## [Try it]
The output should be every line below that includes the word "graph".

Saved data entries
//! Visualize subcommand - open the 3D viewer on a scene file or demo graph.

use std::path::PathBuf;

use clap::Parser;
use tracing::info;

use crate::config::{Config, DrillMotion};
use crate::error::AppError;
use crate::models::SceneFile;
use crate::services::{load_scene, seed_demo, Scene};
use crate::visualization::run_visualizer;

/// Open the viewer.
#[derive(Parser)]
pub struct VisualizeCommand {
    /// Path to a JSON scene file. Without it a seeded demo graph is shown.
    pub input: Option<PathBuf>,

    /// Seed of the demo graph (overrides `viewer.demo_seed`).
    #[arg(short, long)]
    pub seed: Option<u64>,

    /// Camera motion used when drilling into a node.
    #[arg(short, long, value_enum)]
    pub motion: Option<DrillMotion>,
}

impl VisualizeCommand {
    /// Run the visualize command.
    pub fn run(self) -> color_eyre::Result<()> {
        let config = Config::load()?;
        let scene = self.prepare(&config)?;
        run_visualizer(scene, &config.viewer);
        Ok(())
    }

    /// Build the scene the viewer opens on.
    pub fn prepare(&self, config: &Config) -> Result<Scene, AppError> {
        let mut scene = Scene::new(config);

        match &self.input {
            Some(path) => {
                let content = std::fs::read_to_string(path)?;
                let file: SceneFile = serde_json::from_str(&content)?;
                load_scene(&mut scene.graph, &file)?;
                info!("Loaded scene from {}", path.display());
            }
            None => {
                let seed = self.seed.unwrap_or(config.viewer.demo_seed);
                seed_demo(&mut scene.graph, seed)?;
                info!("Seeded demo graph with seed {seed}");
            }
        }

        if let Some(motion) = self.motion {
            scene.nav.set_drill_motion(motion);
        }
        Ok(scene)
    }
}

#[cfg(test)]
mod tests {
    use super::*;
    use std::io::Write;

    #[test]
    fn test_prepare_seeds_demo_without_input() {
        let cmd = VisualizeCommand {
            input: None,
            seed: Some(3),
            motion: Some(DrillMotion::Ride),
        };
        let scene = cmd.prepare(&Config::default()).unwrap();

        let root = scene.graph.root();
        assert_eq!(scene.graph.layer(root).map(|l| l.len()), Some(12));
        assert_eq!(scene.nav.drill_motion(), DrillMotion::Ride);
    }

    #[test]
    fn test_prepare_loads_scene_file() {
        let mut file = tempfile::NamedTempFile::new().unwrap();
        write!(
            file,
            r#"{{"root": {{"nodes": [{{"id": "a", "label": "A"}}, {{"id": "b", "label": "B"}}],
                "edges": [{{"from": "a", "to": "b"}}]}}}}"#
        )
        .unwrap();

        let cmd = VisualizeCommand {
            input: Some(file.path().to_path_buf()),
            seed: None,
            motion: None,
        };
        let scene = cmd.prepare(&Config::default()).unwrap();

        let root = scene.graph.root();
        assert_eq!(scene.graph.layer(root).map(|l| l.len()), Some(2));
        assert_eq!(scene.graph.node(root, "b").map(|n| n.rank), Some(1));
    }
}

## [Completed task]
//! Visualize subcommand - open the 3D viewer on a scene file or demo graph.
    /// Path to a JSON scene file. Without it a seeded demo graph is shown.
    /// Seed of the demo graph (overrides `viewer.demo_seed`).
                load_scene(&mut scene.graph, &file)?;
                seed_demo(&mut scene.graph, seed)?;
                info!("Seeded demo graph with seed {seed}");
        let root = scene.graph.root();
        assert_eq!(scene.graph.layer(root).map(|l| l.len()), Some(12));
        let root = scene.graph.root();
        assert_eq!(scene.graph.layer(root).map(|l| l.len()), Some(2));
        assert_eq!(scene.graph.node(root, "b").map(|n| n.rank), Some(1));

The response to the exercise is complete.